“Al Compás de su Gente”. Dance: Manuela Carpio. Guest dancer: Diego de la Margara. Voice: Enrique El Extremeño, Manuel de la Tañé, Juanillorro, El Kini, Israel de Juanillorro, Iván de la Manuela. Guitar: Juan Diego Mateo and Antonio Santiago ‘El Ñoño’. Jueves Flamencos de Cajasol. Thursday, May 17th, 2018. Attendance: Nearly full.
Text: Sara Arguijo
Photos: Remedios Malvarez
Manuela Carpio is a fiesta unto herself. A wild animal. Pure Jerez. Excess. Temperament. Character. Swagger. Self-assurance. Lust. Histrionic Madness… The dancer came to Cajasol to put her body at the service of the rhythm of her people, and the fiesta began with such euphoria, we had to look at the clock to be sure it was only 9pm, and not the wee hours of the morning.

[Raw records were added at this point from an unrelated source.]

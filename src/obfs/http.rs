//! HTTP-upgrade obfuscation.
//!
//! The client's first write is dressed up as a WebSocket upgrade request
//! with the real payload as the request body; the server answers with a
//! `101 Switching Protocols` carrying its first payload inline. After
//! that single exchange both directions are raw passthrough.

use std::io;
use std::pin::Pin;
use std::sync::LazyLock;
use std::task::{ready, Context, Poll};

use base64::{engine::general_purpose::URL_SAFE, Engine as _};
use bytes::{Buf, BytesMut};
use rand::{Rng, RngCore};
use tokio::io::{AsyncRead, AsyncWrite, ReadBuf};

use crate::error::Error;

/// Upper bound on the peer's header block.
const MAX_HEAD: usize = 8 * 1024;

/// The mimicked nginx version, chosen once per process so an observer
/// never sees it change mid-deployment.
static NGINX_VERSION: LazyLock<(u8, u8)> = LazyLock::new(|| {
    let mut rng = rand::thread_rng();
    (rng.gen_range(0..11), rng.gen_range(0..12))
});

#[derive(Copy, Clone)]
enum Role {
    Client,
    Server,
}

enum FirstFlight {
    Client { host: String, port: u16 },
    Server,
}

enum ReadState {
    /// Accumulating the peer's header block.
    Head { acc: BytesMut },
    /// Serving bytes that arrived together with the header block.
    Buffered { acc: BytesMut },
    Passthrough,
}

/// A duplex stream disguised as an HTTP WebSocket upgrade.
pub struct HttpObfs<S> {
    inner: S,
    role: Role,
    read: ReadState,
    first_flight: Option<FirstFlight>,
    pending: BytesMut,
    accepted: Option<usize>,
}

impl<S> HttpObfs<S> {
    /// Client-side wrapper; `host`/`port` populate the `Host` header.
    pub fn client(inner: S, host: &str, port: u16) -> Self {
        Self {
            inner,
            role: Role::Client,
            read: ReadState::Head { acc: BytesMut::new() },
            first_flight: Some(FirstFlight::Client {
                host: host.to_owned(),
                port,
            }),
            pending: BytesMut::new(),
            accepted: None,
        }
    }

    /// Server-side wrapper.
    pub fn server(inner: S) -> Self {
        Self {
            inner,
            role: Role::Server,
            read: ReadState::Head { acc: BytesMut::new() },
            first_flight: Some(FirstFlight::Server),
            pending: BytesMut::new(),
            accepted: None,
        }
    }

    fn encode_first_flight(flight: &FirstFlight, payload: &[u8], out: &mut BytesMut) {
        match flight {
            FirstFlight::Client { host, port } => {
                let mut key = [0u8; 16];
                rand::thread_rng().fill_bytes(&mut key);
                let mut rng = rand::thread_rng();
                let head = format!(
                    "GET / HTTP/1.1\r\n\
                     Host: {host}:{port}\r\n\
                     User-Agent: curl/7.{}.{}\r\n\
                     Upgrade: websocket\r\n\
                     Connection: Upgrade\r\n\
                     Sec-WebSocket-Key: {}\r\n\
                     Content-Length: {}\r\n\
                     \r\n",
                    rng.gen_range(0..54),
                    rng.gen_range(0..2),
                    URL_SAFE.encode(key),
                    payload.len(),
                );
                out.extend_from_slice(head.as_bytes());
            }
            FirstFlight::Server => {
                let mut accept = [0u8; 16];
                rand::thread_rng().fill_bytes(&mut accept);
                let (major, minor) = *NGINX_VERSION;
                let date = chrono::Utc::now().format("%a, %d %b %Y %H:%M:%S GMT");
                let head = format!(
                    "HTTP/1.1 101 Switching Protocols\r\n\
                     Server: nginx/1.{major}.{minor}\r\n\
                     Date: {date}\r\n\
                     Upgrade: websocket\r\n\
                     Connection: Upgrade\r\n\
                     Sec-WebSocket-Accept: {}\r\n\
                     \r\n",
                    URL_SAFE.encode(accept),
                );
                out.extend_from_slice(head.as_bytes());
            }
        }
        out.extend_from_slice(payload);
    }

    fn validate_head(role: Role, head: &[u8]) -> io::Result<()> {
        let text = String::from_utf8_lossy(head);
        match role {
            // The server checks the request shape; anything else is not
            // a tunnel client talking to us.
            Role::Server => {
                if !text.starts_with("GET ") {
                    return Err(Error::protocol("obfs request is not a GET").into_io());
                }
                let upgraded = text.lines().any(|line| {
                    line.split_once(':').is_some_and(|(name, value)| {
                        name.trim().eq_ignore_ascii_case("connection")
                            && value.to_ascii_lowercase().contains("upgrade")
                    })
                });
                if !upgraded {
                    return Err(Error::protocol("obfs request is not an upgrade").into_io());
                }
            }
            Role::Client => {
                if !text.starts_with("HTTP/") {
                    return Err(Error::protocol("malformed obfs response").into_io());
                }
            }
        }
        Ok(())
    }
}

fn find_head_end(buf: &[u8]) -> Option<usize> {
    buf.windows(4).position(|w| w == b"\r\n\r\n")
}

impl<S: AsyncRead + Unpin> AsyncRead for HttpObfs<S> {
    fn poll_read(
        self: Pin<&mut Self>,
        cx: &mut Context<'_>,
        buf: &mut ReadBuf<'_>,
    ) -> Poll<io::Result<()>> {
        let this = self.get_mut();
        loop {
            match &mut this.read {
                ReadState::Passthrough => {
                    return Pin::new(&mut this.inner).poll_read(cx, buf);
                }
                ReadState::Buffered { acc } => {
                    let n = acc.len().min(buf.remaining());
                    buf.put_slice(&acc[..n]);
                    acc.advance(n);
                    if acc.is_empty() {
                        this.read = ReadState::Passthrough;
                    }
                    return Poll::Ready(Ok(()));
                }
                ReadState::Head { acc } => {
                    if let Some(pos) = find_head_end(acc) {
                        Self::validate_head(this.role, &acc[..pos])?;
                        let rest = acc.split_off(pos + 4);
                        this.read = if rest.is_empty() {
                            ReadState::Passthrough
                        } else {
                            ReadState::Buffered { acc: rest }
                        };
                        continue;
                    }
                    if acc.len() > MAX_HEAD {
                        return Poll::Ready(Err(
                            Error::protocol("obfs header block too large").into_io()
                        ));
                    }
                    let mut scratch = [0u8; 1024];
                    let mut rb = ReadBuf::new(&mut scratch);
                    ready!(Pin::new(&mut this.inner).poll_read(cx, &mut rb))?;
                    let filled = rb.filled();
                    if filled.is_empty() {
                        return Poll::Ready(Err(io::Error::new(
                            io::ErrorKind::UnexpectedEof,
                            "stream closed during obfs exchange",
                        )));
                    }
                    acc.extend_from_slice(filled);
                }
            }
        }
    }
}

impl<S: AsyncWrite + Unpin> AsyncWrite for HttpObfs<S> {
    fn poll_write(
        self: Pin<&mut Self>,
        cx: &mut Context<'_>,
        buf: &[u8],
    ) -> Poll<io::Result<usize>> {
        let this = self.get_mut();
        loop {
            while !this.pending.is_empty() {
                let n = ready!(Pin::new(&mut this.inner).poll_write(cx, &this.pending))?;
                if n == 0 {
                    return Poll::Ready(Err(io::ErrorKind::WriteZero.into()));
                }
                this.pending.advance(n);
            }
            if let Some(n) = this.accepted.take() {
                return Poll::Ready(Ok(n));
            }
            match this.first_flight.take() {
                Some(flight) => {
                    Self::encode_first_flight(&flight, buf, &mut this.pending);
                    this.accepted = Some(buf.len());
                }
                None => return Pin::new(&mut this.inner).poll_write(cx, buf),
            }
        }
    }

    fn poll_flush(self: Pin<&mut Self>, cx: &mut Context<'_>) -> Poll<io::Result<()>> {
        let this = self.get_mut();
        while !this.pending.is_empty() {
            let n = ready!(Pin::new(&mut this.inner).poll_write(cx, &this.pending))?;
            if n == 0 {
                return Poll::Ready(Err(io::ErrorKind::WriteZero.into()));
            }
            this.pending.advance(n);
        }
        Pin::new(&mut this.inner).poll_flush(cx)
    }

    fn poll_shutdown(mut self: Pin<&mut Self>, cx: &mut Context<'_>) -> Poll<io::Result<()>> {
        ready!(self.as_mut().poll_flush(cx))?;
        Pin::new(&mut self.get_mut().inner).poll_shutdown(cx)
    }
}
//! Minimal SOCKS5 acceptor.
//!
//! Just enough of RFC 1928 to front the tunnel client: no-auth
//! negotiation and CONNECT requests. UDP-ASSOCIATE connections are
//! drained until the peer gives up (the tunnel forwards datagrams over
//! its own UDP-over-TCP mode instead); every other command is refused.

use std::io;

use tokio::io::{AsyncReadExt, AsyncWriteExt};
use tokio::net::TcpStream;

use crate::error::Error;

const SOCKS_VERSION: u8 = 0x05;
const METHOD_NO_AUTH: u8 = 0x00;

const CMD_CONNECT: u8 = 0x01;
const CMD_UDP_ASSOCIATE: u8 = 0x03;

const ATYP_IPV4: u8 = 0x01;
const ATYP_DOMAIN: u8 = 0x03;
const ATYP_IPV6: u8 = 0x04;

const REPLY_SUCCEEDED: u8 = 0x00;
const REPLY_COMMAND_NOT_SUPPORTED: u8 = 0x07;
const REPLY_ADDRESS_NOT_SUPPORTED: u8 = 0x08;

/// A CONNECT target parsed from a SOCKS5 request.
#[derive(Debug, Clone, PartialEq, Eq)]
pub struct TargetAddr {
    /// Hostname or IP literal.
    pub host: String,
    /// Destination port.
    pub port: u16,
}

impl std::fmt::Display for TargetAddr {
    fn fmt(&self, f: &mut std::fmt::Formatter<'_>) -> std::fmt::Result {
        write!(f, "{}:{}", self.host, self.port)
    }
}

/// Run the SOCKS5 handshake on an accepted connection.
///
/// Returns the CONNECT target, or `None` when the connection was consumed
/// without yielding one (UDP-ASSOCIATE drain). The success reply has
/// already been written when a target is returned.
pub async fn handshake(stream: &mut TcpStream) -> io::Result<Option<TargetAddr>> {
    // Method negotiation
    let mut head = [0u8; 2];
    stream.read_exact(&mut head).await?;
    if head[0] != SOCKS_VERSION {
        return Err(Error::protocol("not a SOCKS5 greeting").into_io());
    }
    let mut methods = vec![0u8; head[1] as usize];
    stream.read_exact(&mut methods).await?;
    stream.write_all(&[SOCKS_VERSION, METHOD_NO_AUTH]).await?;

    // Request
    let mut req = [0u8; 4];
    stream.read_exact(&mut req).await?;
    if req[0] != SOCKS_VERSION {
        return Err(Error::protocol("bad SOCKS5 request version").into_io());
    }

    let target = match read_addr(stream, req[3]).await {
        Ok(target) => target,
        Err(e) => {
            let _ = reply(stream, REPLY_ADDRESS_NOT_SUPPORTED).await;
            return Err(e);
        }
    };

    match req[1] {
        CMD_CONNECT => {
            reply(stream, REPLY_SUCCEEDED).await?;
            Ok(Some(target))
        }
        CMD_UDP_ASSOCIATE => {
            // Keep the control connection open, deliver nothing.
            reply(stream, REPLY_SUCCEEDED).await?;
            let mut sink = [0u8; 512];
            while stream.read(&mut sink).await? > 0 {}
            Ok(None)
        }
        other => {
            reply(stream, REPLY_COMMAND_NOT_SUPPORTED).await?;
            Err(Error::protocol(format!("unsupported SOCKS5 command {other:#04x}")).into_io())
        }
    }
}

async fn read_addr(stream: &mut TcpStream, atyp: u8) -> io::Result<TargetAddr> {
    let host = match atyp {
        ATYP_IPV4 => {
            let mut octets = [0u8; 4];
            stream.read_exact(&mut octets).await?;
            std::net::Ipv4Addr::from(octets).to_string()
        }
        ATYP_DOMAIN => {
            let mut len = [0u8; 1];
            stream.read_exact(&mut len).await?;
            let mut name = vec![0u8; len[0] as usize];
            stream.read_exact(&mut name).await?;
            String::from_utf8(name)
                .map_err(|_| Error::protocol("domain name is not valid UTF-8").into_io())?
        }
        ATYP_IPV6 => {
            let mut octets = [0u8; 16];
            stream.read_exact(&mut octets).await?;
            std::net::Ipv6Addr::from(octets).to_string()
        }
        other => {
            return Err(
                Error::protocol(format!("unsupported address type {other:#04x}")).into_io(),
            );
        }
    };
    let mut port = [0u8; 2];
    stream.read_exact(&mut port).await?;
    Ok(TargetAddr {
        host,
        port: u16::from_be_bytes(port),
    })
}

async fn reply(stream: &mut TcpStream, code: u8) -> io::Result<()> {
    stream
        .write_all(&[SOCKS_VERSION, code, 0x00, ATYP_IPV4, 0, 0, 0, 0, 0, 0])
        .await
}
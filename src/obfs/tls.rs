//! Fake-TLS obfuscation.
//!
//! Application data is framed as TLS 1.2 application-data records. The
//! first flight in each direction is a fabricated handshake: the client
//! emits a ClientHello whose session-ticket extension carries the real
//! payload, the server answers with a canned ServerHello + ChangeCipherSpec
//! and its first payload dressed as an encrypted-handshake record. The
//! templates (and therefore the byte-exact skip arithmetic on the reading
//! side) are fixed; neither side parses real TLS.

use std::io;
use std::pin::Pin;
use std::task::{ready, Context, Poll};
use std::time::{SystemTime, UNIX_EPOCH};

use bytes::{Buf, BufMut, BytesMut};
use rand::RngCore;
use tokio::io::{AsyncRead, AsyncWrite, ReadBuf};

/// Maximum payload carried by one application-data record.
const RECORD_CHUNK: usize = 16 * 1024;

/// ClientHello prefix before the session-ticket length: record header (5),
/// handshake header (4), version (2), random (32), session id (1 + 32),
/// cipher suites (2 + 56), compression (2), extensions length (2),
/// ticket extension type (2).
const CLIENT_HELLO_SKIP: usize = 9 * 16 - 4;

/// Bytes between the SNI block and the first follow-up record: the four
/// trailing extensions (66) plus the next record's 3-byte header.
const AFTER_SNI_SKIP: usize = 4 * 16 + 2 + 3;

/// Server first-flight prefix before the payload length: ServerHello
/// record (96), ChangeCipherSpec (6), encrypted-handshake header (3).
const SERVER_HELLO_SKIP: usize = 96 + 6 + 3;

/// Header skip of a steady-state record (content type + version).
const RECORD_SKIP: usize = 3;

const CIPHER_SUITES: [u8; 56] = [
    0xc0, 0x2c, 0xc0, 0x30, 0x00, 0x9f, 0xcc, 0xa9, 0xcc, 0xa8, 0xcc, 0xaa, 0xc0, 0x2b, 0xc0,
    0x2f, 0x00, 0x9e, 0xc0, 0x24, 0xc0, 0x28, 0x00, 0x6b, 0xc0, 0x23, 0xc0, 0x27, 0x00, 0x67,
    0xc0, 0x0a, 0xc0, 0x14, 0x00, 0x39, 0xc0, 0x09, 0xc0, 0x13, 0x00, 0x33, 0x00, 0x9d, 0x00,
    0x9c, 0x00, 0x3d, 0x00, 0x3c, 0x00, 0x35, 0x00, 0x2f, 0x00, 0xff,
];

/// ec-point-formats, supported-groups, signature-algorithms,
/// encrypt-then-mac, extended-master-secret.
const TRAILING_EXTENSIONS: [u8; 66] = [
    0x00, 0x0b, 0x00, 0x04, 0x03, 0x01, 0x00, 0x02, // ec point formats
    0x00, 0x0a, 0x00, 0x0a, 0x00, 0x08, 0x00, 0x1d, 0x00, 0x17, 0x00, 0x19, 0x00,
    0x18, // groups
    0x00, 0x0d, 0x00, 0x20, 0x00, 0x1e, 0x06, 0x01, 0x06, 0x02, 0x06, 0x03, 0x05, 0x01, 0x05,
    0x02, 0x05, 0x03, 0x04, 0x01, 0x04, 0x02, 0x04, 0x03, 0x03, 0x01, 0x03, 0x02, 0x03, 0x03,
    0x02, 0x01, 0x02, 0x02, 0x02, 0x03, // signature algorithms
    0x00, 0x16, 0x00, 0x00, // encrypt then mac
    0x00, 0x17, 0x00, 0x00, // extended master secret
];

fn unix_time() -> u32 {
    SystemTime::now()
        .duration_since(UNIX_EPOCH)
        .map(|d| d.as_secs() as u32)
        .unwrap_or(0)
}

fn make_client_hello(payload: &[u8], host: &str, out: &mut BytesMut) {
    let mut rng = rand::thread_rng();
    let mut random = [0u8; 28];
    let mut session_id = [0u8; 32];
    rng.fill_bytes(&mut random);
    rng.fill_bytes(&mut session_id);

    let p = payload.len();
    let h = host.len();

    // Record and handshake headers
    out.put_u8(0x16);
    out.put_u16(0x0301);
    out.put_u16((212 + p + h) as u16);
    out.put_u8(0x01);
    out.put_u8(0x00);
    out.put_u16((208 + p + h) as u16);
    out.put_u16(0x0303);

    // Random with embedded timestamp, session id
    out.put_u32(unix_time());
    out.put_slice(&random);
    out.put_u8(32);
    out.put_slice(&session_id);

    // Cipher suites, compression
    out.put_u16(CIPHER_SUITES.len() as u16);
    out.put_slice(&CIPHER_SUITES);
    out.put_u8(0x01);
    out.put_u8(0x00);

    // Extensions: the session ticket smuggles the first payload
    out.put_u16((79 + p + h) as u16);
    out.put_u16(0x0023);
    out.put_u16(p as u16);
    out.put_slice(payload);

    // SNI
    out.put_u16(0x0000);
    out.put_u16((h + 5) as u16);
    out.put_u16((h + 3) as u16);
    out.put_u8(0x00);
    out.put_u16(h as u16);
    out.put_slice(host.as_bytes());

    out.put_slice(&TRAILING_EXTENSIONS);
}

fn make_server_hello(payload: &[u8], out: &mut BytesMut) {
    let mut rng = rand::thread_rng();
    let mut random = [0u8; 28];
    let mut session_id = [0u8; 32];
    rng.fill_bytes(&mut random);
    rng.fill_bytes(&mut session_id);

    // ServerHello
    out.put_u8(0x16);
    out.put_u16(0x0301);
    out.put_u16(91);
    out.put_slice(&[0x02, 0x00, 0x00, 0x57, 0x03, 0x03]);
    out.put_u32(unix_time());
    out.put_slice(&random);
    out.put_u8(32);
    out.put_slice(&session_id);
    out.put_slice(&[0xcc, 0xa8]); // TLS_ECDHE_RSA_WITH_CHACHA20_POLY1305
    out.put_u8(0x00);
    out.put_slice(&[0x00, 0x00]);
    out.put_slice(&[0xff, 0x01, 0x00, 0x01, 0x00]); // renegotiation info
    out.put_slice(&[0x00, 0x17, 0x00, 0x00]); // extended master secret
    out.put_slice(&[0x00, 0x0b, 0x00, 0x02, 0x01, 0x00]); // ec point formats

    // ChangeCipherSpec
    out.put_slice(&[0x14, 0x03, 0x03, 0x00, 0x01, 0x01]);

    // First payload as an "encrypted handshake" record
    out.put_u8(0x16);
    out.put_u16(0x0303);
    out.put_u16(payload.len() as u16);
    out.put_slice(payload);
}

enum TlsFirst {
    Client { host: String },
    Server,
}

enum TlsReadState {
    /// Discard `left` wire bytes. `boundary` marks the idle point between
    /// records where a peer EOF is a normal close.
    Skip {
        left: usize,
        discard_next: bool,
        boundary: bool,
    },
    /// Collect a 2-byte big-endian block length.
    Len { buf: [u8; 2], have: usize, discard: bool },
    /// Stream `left` payload bytes to the caller.
    Deliver { left: usize },
    /// Throw away a length-prefixed block (the SNI hostname).
    Discard { left: usize },
}

/// A duplex stream disguised as a TLS 1.2 session.
pub struct TlsObfs<S> {
    inner: S,
    read: TlsReadState,
    /// Server only: the SNI section still has to be consumed after the
    /// ticket payload.
    sni_pending: bool,
    first_flight: Option<TlsFirst>,
    pending: BytesMut,
    accepted: Option<usize>,
}

impl<S> TlsObfs<S> {
    /// Client-side wrapper; `host` becomes the SNI of the fake ClientHello.
    pub fn client(inner: S, host: &str) -> Self {
        Self {
            inner,
            read: TlsReadState::Skip {
                left: SERVER_HELLO_SKIP,
                discard_next: false,
                boundary: false,
            },
            sni_pending: false,
            first_flight: Some(TlsFirst::Client {
                host: host.to_owned(),
            }),
            pending: BytesMut::new(),
            accepted: None,
        }
    }

    /// Server-side wrapper.
    pub fn server(inner: S) -> Self {
        Self {
            inner,
            read: TlsReadState::Skip {
                left: CLIENT_HELLO_SKIP,
                discard_next: false,
                boundary: false,
            },
            sni_pending: true,
            first_flight: Some(TlsFirst::Server),
            pending: BytesMut::new(),
            accepted: None,
        }
    }

    fn next_after_deliver(&mut self) {
        if self.sni_pending {
            self.sni_pending = false;
            self.read = TlsReadState::Skip {
                left: 7, // SNI extension type/length preamble
                discard_next: true,
                boundary: false,
            };
        } else {
            self.read = TlsReadState::Skip {
                left: RECORD_SKIP,
                discard_next: false,
                boundary: true,
            };
        }
    }
}

impl<S: AsyncRead + Unpin> AsyncRead for TlsObfs<S> {
    fn poll_read(
        self: Pin<&mut Self>,
        cx: &mut Context<'_>,
        buf: &mut ReadBuf<'_>,
    ) -> Poll<io::Result<()>> {
        let this = self.get_mut();
        if buf.remaining() == 0 {
            return Poll::Ready(Ok(()));
        }
        loop {
            match &mut this.read {
                TlsReadState::Skip {
                    left,
                    discard_next,
                    boundary,
                } => {
                    if *left == 0 {
                        let discard = *discard_next;
                        this.read = TlsReadState::Len {
                            buf: [0u8; 2],
                            have: 0,
                            discard,
                        };
                        continue;
                    }
                    let mut scratch = [0u8; 256];
                    let want = (*left).min(scratch.len());
                    let mut rb = ReadBuf::new(&mut scratch[..want]);
                    ready!(Pin::new(&mut this.inner).poll_read(cx, &mut rb))?;
                    let n = rb.filled().len();
                    if n == 0 {
                        if *boundary {
                            return Poll::Ready(Ok(()));
                        }
                        return Poll::Ready(Err(io::Error::new(
                            io::ErrorKind::UnexpectedEof,
                            "stream closed mid-record",
                        )));
                    }
                    *left -= n;
                    *boundary = false;
                }
                TlsReadState::Len { buf: len_buf, have, discard } => {
                    let mut rb = ReadBuf::new(&mut len_buf[*have..]);
                    ready!(Pin::new(&mut this.inner).poll_read(cx, &mut rb))?;
                    let n = rb.filled().len();
                    if n == 0 {
                        return Poll::Ready(Err(io::Error::new(
                            io::ErrorKind::UnexpectedEof,
                            "stream closed mid-record",
                        )));
                    }
                    *have += n;
                    if *have < 2 {
                        continue;
                    }
                    let len = u16::from_be_bytes(*len_buf) as usize;
                    if *discard {
                        this.read = TlsReadState::Discard { left: len };
                    } else if len == 0 {
                        this.next_after_deliver();
                    } else {
                        this.read = TlsReadState::Deliver { left: len };
                    }
                }
                TlsReadState::Deliver { left } => {
                    let want = (*left).min(buf.remaining());
                    let dst = buf.initialize_unfilled_to(want);
                    let mut rb = ReadBuf::new(dst);
                    ready!(Pin::new(&mut this.inner).poll_read(cx, &mut rb))?;
                    let n = rb.filled().len();
                    if n == 0 {
                        return Poll::Ready(Err(io::Error::new(
                            io::ErrorKind::UnexpectedEof,
                            "stream closed mid-record",
                        )));
                    }
                    buf.advance(n);
                    *left -= n;
                    if *left == 0 {
                        this.next_after_deliver();
                    }
                    return Poll::Ready(Ok(()));
                }
                TlsReadState::Discard { left } => {
                    if *left == 0 {
                        this.read = TlsReadState::Skip {
                            left: AFTER_SNI_SKIP,
                            discard_next: false,
                            boundary: false,
                        };
                        continue;
                    }
                    let mut scratch = [0u8; 256];
                    let want = (*left).min(scratch.len());
                    let mut rb = ReadBuf::new(&mut scratch[..want]);
                    ready!(Pin::new(&mut this.inner).poll_read(cx, &mut rb))?;
                    let n = rb.filled().len();
                    if n == 0 {
                        return Poll::Ready(Err(io::Error::new(
                            io::ErrorKind::UnexpectedEof,
                            "stream closed mid-record",
                        )));
                    }
                    *left -= n;
                }
            }
        }
    }
}

impl<S: AsyncWrite + Unpin> AsyncWrite for TlsObfs<S> {
    fn poll_write(
        self: Pin<&mut Self>,
        cx: &mut Context<'_>,
        buf: &[u8],
    ) -> Poll<io::Result<usize>> {
        let this = self.get_mut();
        loop {
            while !this.pending.is_empty() {
                let n = ready!(Pin::new(&mut this.inner).poll_write(cx, &this.pending))?;
                if n == 0 {
                    return Poll::Ready(Err(io::ErrorKind::WriteZero.into()));
                }
                this.pending.advance(n);
            }
            if let Some(n) = this.accepted.take() {
                return Poll::Ready(Ok(n));
            }
            let take = buf.len().min(RECORD_CHUNK);
            match this.first_flight.take() {
                Some(TlsFirst::Client { host }) => {
                    make_client_hello(&buf[..take], &host, &mut this.pending);
                }
                Some(TlsFirst::Server) => {
                    make_server_hello(&buf[..take], &mut this.pending);
                }
                None => {
                    this.pending.put_slice(&[0x17, 0x03, 0x03]);
                    this.pending.put_u16(take as u16);
                    this.pending.put_slice(&buf[..take]);
                }
            }
            this.accepted = Some(take);
        }
    }

    fn poll_flush(self: Pin<&mut Self>, cx: &mut Context<'_>) -> Poll<io::Result<()>> {
        let this = self.get_mut();
        while !this.pending.is_empty() {
            let n = ready!(Pin::new(&mut this.inner).poll_write(cx, &this.pending))?;
            if n == 0 {
                return Poll::Ready(Err(io::ErrorKind::WriteZero.into()));
            }
            this.pending.advance(n);
        }
        Pin::new(&mut this.inner).poll_flush(cx)
    }

    fn poll_shutdown(mut self: Pin<&mut Self>, cx: &mut Context<'_>) -> Poll<io::Result<()>> {
        ready!(self.as_mut().poll_flush(cx))?;
        Pin::new(&mut self.get_mut().inner).poll_shutdown(cx)
    }
}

The cheering, the clapping, the voices and the closings were thus strung together from the start in a frenetic repertoire of alegrías, bulerías and soleá upon which she placed her way of understanding this art-form as a blast of enthusiasm, like an unconscious alienating impulse.
In other words, the Jerez dancer has engraved in her surnames, in her insides and in her legs, that exaggerated, uncontrolled flamenco that is the opposite of sobriety and moderation. But not because she seeks easy applause through sensationalism, but due to a survival instinct. And because where she comes from, it’s important that people notice you’re an artist, and to be one, there’s no choice but to mark the difference. Just ask Diego de la Margara who quickly responds with a single short dance.
As for the rest, and despite the great line-up of voices to back her up, the show had chaotic lighting – we lost count of the number of senseless changes of spotlights – also in the decanting of water bottles on stage and the entrances and exits of relatives from the dressing-room with their cell-phone screens lit up. And, above all else, absolutely horrible sound. But, as a friend commented on the way out, in this crazy context, everything bad ended up being good, and for this reason we were thankful when the singers put the microphones aside, and even when hair combs fell here and there. I wonder why sometimes we’re more seduced by vehemence than excellence…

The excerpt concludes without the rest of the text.